Jones began his career as a boy making radio documentaries about life in Chicago’s public housing projects on the South Side, including the acclaimed "Ghetto Life 101." He knows the world of which he speaks. He lives in the troubled Chicago neighborhood of Englewood, where he works as a freelance journalist and a high school football coach. He is the legal guardian of a 16-year-old nephew. And he often echoes the denunciations of black leaders by the historian Houston A. Baker Jr., who wrote "Betrayal: How Black Intellectuals Have Abandoned the Ideals of the Civil Rights Era."

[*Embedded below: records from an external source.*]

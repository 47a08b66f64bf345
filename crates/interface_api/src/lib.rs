//! HTTP API Layer
//!
//! This crate provides the REST API for the ISP back office using Axum.
//!
//! # Architecture
//!
//! - **Handlers**: Request handlers for each domain
//! - **Middleware**: Authentication, tracing, audit logging
//! - **DTOs**: Request/Response data transfer objects
//! - **Error Handling**: Consistent error responses
//!
//! # Example
//!
//! ```rust,ignore
//! use interface_api::{create_router, AppState};
//!
//! let app = create_router(AppState::new(pool, config));
//! axum::serve(listener, app).await?;
//! ```

pub mod auth;
pub mod config;
pub mod dto;
pub mod error;
pub mod handlers;
pub mod middleware;

use std::sync::Arc;

use axum::{
    middleware as axum_middleware,
    routing::{delete, get, post, put},
    Router,
};
use sqlx::PgPool;
use tower_http::cors::{Any, CorsLayer};
use tower_http::trace::TraceLayer;

use domain_billing::{InvoiceGenerator, InvoicePort};
use domain_customer::CustomerPort;
use infra_db::{
    PostgresCustomerAdapter, PostgresInvoiceAdapter, TeamRepository, UserRepository,
};

use crate::config::ApiConfig;
use crate::handlers::{auth as auth_handlers, customers, health, invoices, plans, teams, users};
use crate::middleware::{audit_middleware, auth_middleware};

/// Application state shared across handlers
///
/// Customer and invoice access go through ports so tests can swap in
/// mocks; user and team access talk to their repositories directly.
#[derive(Clone)]
pub struct AppState {
    pub pool: PgPool,
    pub config: ApiConfig,
    pub customers: Arc<dyn CustomerPort>,
    pub invoices: Arc<dyn InvoicePort>,
    pub generator: Arc<InvoiceGenerator>,
    pub users: UserRepository,
    pub teams: TeamRepository,
}

impl AppState {
    /// Creates state backed by PostgreSQL adapters
    pub fn new(pool: PgPool, config: ApiConfig) -> Self {
        let customers: Arc<dyn CustomerPort> =
            Arc::new(PostgresCustomerAdapter::new(pool.clone()));
        let invoices: Arc<dyn InvoicePort> = Arc::new(PostgresInvoiceAdapter::new(pool.clone()));

        Self::with_ports(pool, config, customers, invoices)
    }

    /// Creates state with caller-supplied port implementations
    pub fn with_ports(
        pool: PgPool,
        config: ApiConfig,
        customers: Arc<dyn CustomerPort>,
        invoices: Arc<dyn InvoicePort>,
    ) -> Self {
        let generator = Arc::new(InvoiceGenerator::new(customers.clone(), invoices.clone()));

        Self {
            users: UserRepository::new(pool.clone()),
            teams: TeamRepository::new(pool.clone()),
            pool,
            config,
            customers,
            invoices,
            generator,
        }
    }
}

/// Creates the main API router
///
/// # Arguments
///
/// * `state` - Shared application state
///
/// # Returns
///
/// Configured Axum router with all routes and middleware
pub fn create_router(state: AppState) -> Router {
    // Public routes (no auth required)
    let public_routes = Router::new()
        .route("/health", get(health::health_check))
        .route("/health/ready", get(health::readiness_check))
        .route("/api/v1/auth/login", post(auth_handlers::login));

    // Customer routes
    let customer_routes = Router::new()
        .route("/", post(customers::create_customer))
        .route("/", get(customers::list_customers))
        .route("/:id", get(customers::get_customer))
        .route("/:id", put(customers::update_customer))
        .route("/:id", delete(customers::delete_customer));

    // Invoice routes
    let invoice_routes = Router::new()
        .route("/generate-monthly", post(invoices::generate_monthly))
        .route("/", post(invoices::create_invoice))
        .route("/", get(invoices::list_invoices))
        .route("/:id", get(invoices::get_invoice))
        .route("/:id/payment", put(invoices::record_payment))
        .route("/:id", delete(invoices::delete_invoice));

    // Team routes
    let team_routes = Router::new()
        .route("/", post(teams::create_team))
        .route("/", get(teams::list_teams))
        .route("/:id", get(teams::get_team))
        .route("/:id", put(teams::update_team))
        .route("/:id", delete(teams::delete_team));

    // User routes
    let user_routes = Router::new()
        .route("/", post(users::create_user))
        .route("/", get(users::list_users))
        .route("/:id", get(users::get_user))
        .route("/:id", put(users::update_user))
        .route("/:id", delete(users::delete_user));

    // Protected API routes
    let api_routes = Router::new()
        .route("/auth/me", get(auth_handlers::me))
        .route("/plans", get(plans::list_plans))
        .nest("/customers", customer_routes)
        .nest("/invoices", invoice_routes)
        .nest("/teams", team_routes)
        .nest("/users", user_routes)
        .layer(axum_middleware::from_fn_with_state(state.clone(), audit_middleware))
        .layer(axum_middleware::from_fn_with_state(state.clone(), auth_middleware));

    // Combine all routes
    Router::new()
        .merge(public_routes)
        .nest("/api/v1", api_routes)
        .layer(TraceLayer::new_for_http())
        .layer(
            CorsLayer::new()
                .allow_origin(Any)
                .allow_methods(Any)
                .allow_headers(Any),
        )
        .with_state(state)
}
//! Deterministic Test Fixtures
//!
//! Stable values for tests, so assertions can name exact ids, dates,
//! and amounts instead of capturing whatever a generator produced.

use chrono::{DateTime, NaiveDate, TimeZone, Utc};
use core_kernel::{CustomerId, InvoiceId, TeamId, UserId};
use rust_decimal::Decimal;
use rust_decimal_macros::dec;
use uuid::Uuid;

/// Common invoice amounts
pub struct AmountFixtures;

impl AmountFixtures {
    /// Catalog fee for the Basic plan
    pub fn basic_fee() -> Decimal {
        dec!(800)
    }

    /// Catalog fee for the Standard plan
    pub fn standard_fee() -> Decimal {
        dec!(1100)
    }

    /// Catalog fee for the Premium plan
    pub fn premium_fee() -> Decimal {
        dec!(1500)
    }

    /// An amount with sub-rupee precision, for rounding-sensitive tests
    pub fn odd_amount() -> Decimal {
        dec!(123.45)
    }
}

/// Common dates and timestamps
pub struct TemporalFixtures;

impl TemporalFixtures {
    pub fn jan_1_2024() -> NaiveDate {
        NaiveDate::from_ymd_opt(2024, 1, 1).expect("valid date")
    }

    /// Default subscription start used by the customer builder
    pub fn subscription_date() -> NaiveDate {
        NaiveDate::from_ymd_opt(2024, 3, 1).expect("valid date")
    }

    /// The billing period most tests generate against
    pub fn billing_period() -> &'static str {
        "2025-05"
    }

    /// Due date matching [`TemporalFixtures::billing_period`]
    pub fn due_date() -> NaiveDate {
        NaiveDate::from_ymd_opt(2025, 5, 31).expect("valid date")
    }

    pub fn payment_date() -> NaiveDate {
        NaiveDate::from_ymd_opt(2025, 5, 20).expect("valid date")
    }

    /// A fixed instant for created/updated stamps in ordering tests
    pub fn fixed_instant() -> DateTime<Utc> {
        Utc.with_ymd_and_hms(2025, 5, 1, 9, 30, 0)
            .single()
            .expect("valid instant")
    }

    /// Formats an arbitrary year and month as a billing period
    pub fn period(year: i32, month: u32) -> String {
        format!("{:04}-{:02}", year, month)
    }
}

/// Deterministic identifiers.
///
/// The uuids are fixed so tests can assert on exact ids across process
/// boundaries, for example after a round trip through the database.
pub struct IdFixtures;

impl IdFixtures {
    pub fn customer_id_1() -> CustomerId {
        CustomerId::from_uuid(
            Uuid::parse_str("550e8400-e29b-41d4-a716-446655440001").expect("valid uuid"),
        )
    }

    pub fn customer_id_2() -> CustomerId {
        CustomerId::from_uuid(
            Uuid::parse_str("550e8400-e29b-41d4-a716-446655440002").expect("valid uuid"),
        )
    }

    pub fn customer_id_3() -> CustomerId {
        CustomerId::from_uuid(
            Uuid::parse_str("550e8400-e29b-41d4-a716-446655440003").expect("valid uuid"),
        )
    }

    pub fn invoice_id_1() -> InvoiceId {
        InvoiceId::from_uuid(
            Uuid::parse_str("550e8400-e29b-41d4-a716-446655440011").expect("valid uuid"),
        )
    }

    pub fn invoice_id_2() -> InvoiceId {
        InvoiceId::from_uuid(
            Uuid::parse_str("550e8400-e29b-41d4-a716-446655440012").expect("valid uuid"),
        )
    }

    pub fn user_id_1() -> UserId {
        UserId::from_uuid(
            Uuid::parse_str("550e8400-e29b-41d4-a716-446655440021").expect("valid uuid"),
        )
    }

    pub fn team_id_1() -> TeamId {
        TeamId::from_uuid(
            Uuid::parse_str("550e8400-e29b-41d4-a716-446655440031").expect("valid uuid"),
        )
    }
}

/// Common string values
pub struct StringFixtures;

impl StringFixtures {
    pub fn full_name() -> &'static str {
        "Asha Rao"
    }

    pub fn email() -> &'static str {
        "asha@example.com"
    }

    pub fn contact_number() -> &'static str {
        "+91-9800011122"
    }

    pub fn street() -> &'static str {
        "12 MG Road"
    }

    pub fn city() -> &'static str {
        "Bengaluru"
    }

    pub fn zip_code() -> &'static str {
        "560001"
    }

    pub fn landmark() -> &'static str {
        "Opp. Metro Station"
    }

    pub fn invoice_number() -> &'static str {
        "INV-202505-0042"
    }

    pub fn username() -> &'static str {
        "asha.rao"
    }

    pub fn team_name() -> &'static str {
        "South Zone Field Ops"
    }

    /// A structurally valid Argon2 PHC string.
    ///
    /// It is not the hash of any password; use
    /// `domain_account::hash_password` when a test needs to log in.
    pub fn password_hash() -> &'static str {
        "$argon2id$v=19$m=19456,t=2,p=1$c29tZXNhbHRzb21lc2FsdA$MDEyMzQ1Njc4OWFiY2RlZjAxMjM0NTY3ODlhYmNkZWY"
    }
}

#[cfg(test)]
mod tests {
    use super::*;
    use domain_customer::PlanType;

    #[test]
    fn test_ids_are_stable() {
        assert_eq!(IdFixtures::customer_id_1(), IdFixtures::customer_id_1());
        assert_ne!(IdFixtures::customer_id_1(), IdFixtures::customer_id_2());
    }

    #[test]
    fn test_fees_match_plan_catalog() {
        assert_eq!(AmountFixtures::basic_fee(), PlanType::Basic.monthly_fee());
        assert_eq!(AmountFixtures::standard_fee(), PlanType::Standard.monthly_fee());
        assert_eq!(AmountFixtures::premium_fee(), PlanType::Premium.monthly_fee());
    }

    #[test]
    fn test_period_is_zero_padded() {
        assert_eq!(TemporalFixtures::period(2025, 5), "2025-05");
        assert_eq!(TemporalFixtures::period(2026, 12), "2026-12");
        assert_eq!(TemporalFixtures::billing_period(), "2025-05");
    }

    #[test]
    fn test_due_date_falls_inside_billing_period() {
        let due = TemporalFixtures::due_date();
        assert_eq!(due.to_string(), "2025-05-31");
        assert_eq!(TemporalFixtures::period(2025, 5), TemporalFixtures::billing_period());
    }
}
use axum::{Router, routing::get};

use super::handlers;
use crate::state::AppState;

pub fn get_routes() -> Router<AppState> {
    Router::new().route("/admin/stats", get(handlers::get_dashboard_stats))
}
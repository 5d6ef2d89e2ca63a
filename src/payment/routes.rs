use axum::{
    Router,
    routing::{get, post},
};

use super::handlers;
use crate::state::AppState;

pub fn get_routes() -> Router<AppState> {
    Router::new()
        .route("/payments/intent", post(handlers::create_payment_intent))
        .route("/payments/process", post(handlers::process_payment))
        .route("/payments/history", get(handlers::get_payment_history))
}
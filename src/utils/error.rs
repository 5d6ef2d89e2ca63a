use axum::{
    Json,
    http::StatusCode,
    response::{IntoResponse, Response},
};
use serde::Serialize;
use thiserror::Error;

/// Failure taxonomy shared by every handler. Each variant maps to exactly
/// one response code; driver and processor detail never reaches the client.
#[derive(Debug, Error)]
pub enum ApiError {
    #[error("{0}")]
    Validation(String),
    #[error("{0}")]
    Unauthorized(String),
    #[error("{0}")]
    Forbidden(String),
    #[error("{0}")]
    NotFound(String),
    #[error("bill has already been paid")]
    AlreadyPaid,
    #[error("payment has not succeeded (status: {0})")]
    PaymentNotSucceeded(String),
    #[error("internal server error")]
    Internal(String),
}

impl ApiError {
    pub fn validation(msg: impl Into<String>) -> Self {
        Self::Validation(msg.into())
    }

    pub fn unauthorized(msg: impl Into<String>) -> Self {
        Self::Unauthorized(msg.into())
    }

    pub fn forbidden(msg: impl Into<String>) -> Self {
        Self::Forbidden(msg.into())
    }

    pub fn not_found(msg: impl Into<String>) -> Self {
        Self::NotFound(msg.into())
    }

    pub fn internal<E: std::fmt::Display>(err: E) -> Self {
        Self::Internal(err.to_string())
    }

    pub fn status_code(&self) -> StatusCode {
        match self {
            Self::Validation(_) | Self::AlreadyPaid | Self::PaymentNotSucceeded(_) => {
                StatusCode::BAD_REQUEST
            }
            Self::Unauthorized(_) => StatusCode::UNAUTHORIZED,
            Self::Forbidden(_) => StatusCode::FORBIDDEN,
            Self::NotFound(_) => StatusCode::NOT_FOUND,
            Self::Internal(_) => StatusCode::INTERNAL_SERVER_ERROR,
        }
    }
}

#[derive(Serialize)]
struct ErrorBody {
    message: String,
}

impl IntoResponse for ApiError {
    fn into_response(self) -> Response {
        if let Self::Internal(detail) = &self {
            tracing::error!("internal error: {detail}");
        }
        let body = ErrorBody {
            message: self.to_string(),
        };
        (self.status_code(), Json(body)).into_response()
    }
}

impl From<diesel::result::Error> for ApiError {
    fn from(err: diesel::result::Error) -> Self {
        match err {
            diesel::result::Error::NotFound => Self::NotFound("resource not found".to_owned()),
            other => Self::Internal(other.to_string()),
        }
    }
}

impl From<bb8::RunError<diesel_async::pooled_connection::PoolError>> for ApiError {
    fn from(err: bb8::RunError<diesel_async::pooled_connection::PoolError>) -> Self {
        Self::Internal(format!("failed to check out a connection: {err}"))
    }
}

impl From<tokio::task::JoinError> for ApiError {
    fn from(err: tokio::task::JoinError) -> Self {
        Self::Internal(format!("blocking task failed: {err}"))
    }
}

impl From<bcrypt::BcryptError> for ApiError {
    fn from(err: bcrypt::BcryptError) -> Self {
        Self::Internal(format!("password hashing failed: {err}"))
    }
}

impl From<stripe::StripeError> for ApiError {
    fn from(err: stripe::StripeError) -> Self {
        Self::Internal(format!("payment processor error: {err}"))
    }
}

impl From<jsonwebtoken::errors::Error> for ApiError {
    fn from(_: jsonwebtoken::errors::Error) -> Self {
        Self::Unauthorized("invalid or expired token".to_owned())
    }
}

pub async fn handler_404() -> impl IntoResponse {
    ApiError::not_found("nothing to see here")
}

#[cfg(test)]
mod tests {
    use super::*;

    #[test]
    fn variants_map_to_their_status_codes() {
        assert_eq!(
            ApiError::validation("bad").status_code(),
            StatusCode::BAD_REQUEST
        );
        assert_eq!(
            ApiError::unauthorized("who").status_code(),
            StatusCode::UNAUTHORIZED
        );
        assert_eq!(
            ApiError::forbidden("no").status_code(),
            StatusCode::FORBIDDEN
        );
        assert_eq!(
            ApiError::not_found("where").status_code(),
            StatusCode::NOT_FOUND
        );
        assert_eq!(ApiError::AlreadyPaid.status_code(), StatusCode::BAD_REQUEST);
        assert_eq!(
            ApiError::PaymentNotSucceeded("processing".to_owned()).status_code(),
            StatusCode::BAD_REQUEST
        );
        assert_eq!(
            ApiError::internal("boom").status_code(),
            StatusCode::INTERNAL_SERVER_ERROR
        );
    }

    #[test]
    fn internal_detail_is_not_shown_to_the_client() {
        let err = ApiError::internal("connection refused on 10.0.0.3:5432");
        assert_eq!(err.to_string(), "internal server error");
    }

    #[test]
    fn diesel_not_found_becomes_404() {
        let err: ApiError = diesel::result::Error::NotFound.into();
        assert_eq!(err.status_code(), StatusCode::NOT_FOUND);
    }

    #[tokio::test]
    async fn response_body_is_the_message_envelope() {
        let response = ApiError::validation("order_type is required").into_response();
        assert_eq!(response.status(), StatusCode::BAD_REQUEST);
        let bytes = axum::body::to_bytes(response.into_body(), 1024)
            .await
            .unwrap();
        let body: serde_json::Value = serde_json::from_slice(&bytes).unwrap();
        assert_eq!(body["message"], "order_type is required");
    }
}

Click the link below to view a good television news report on the Illinois Green Party Convention:

ABC News 15 in Champaign

Remember, this is home-turf of President Barack Obama. If Illinois Greens can speak truth to power like this in the "Land of Lincoln", then surely we can do as well in the tarnished "Golden State." My personal opinion is that it's past time for African-American progressives to leave that old 1960s Black Power era rhetoric to the dustbin of history and just go ahead and be the change we want to see. But that is just Alex Walker's eccentric view. The Green Party is and ought to be a big tent and I am delighted that a great young new leader like LeAlan Jones is in it.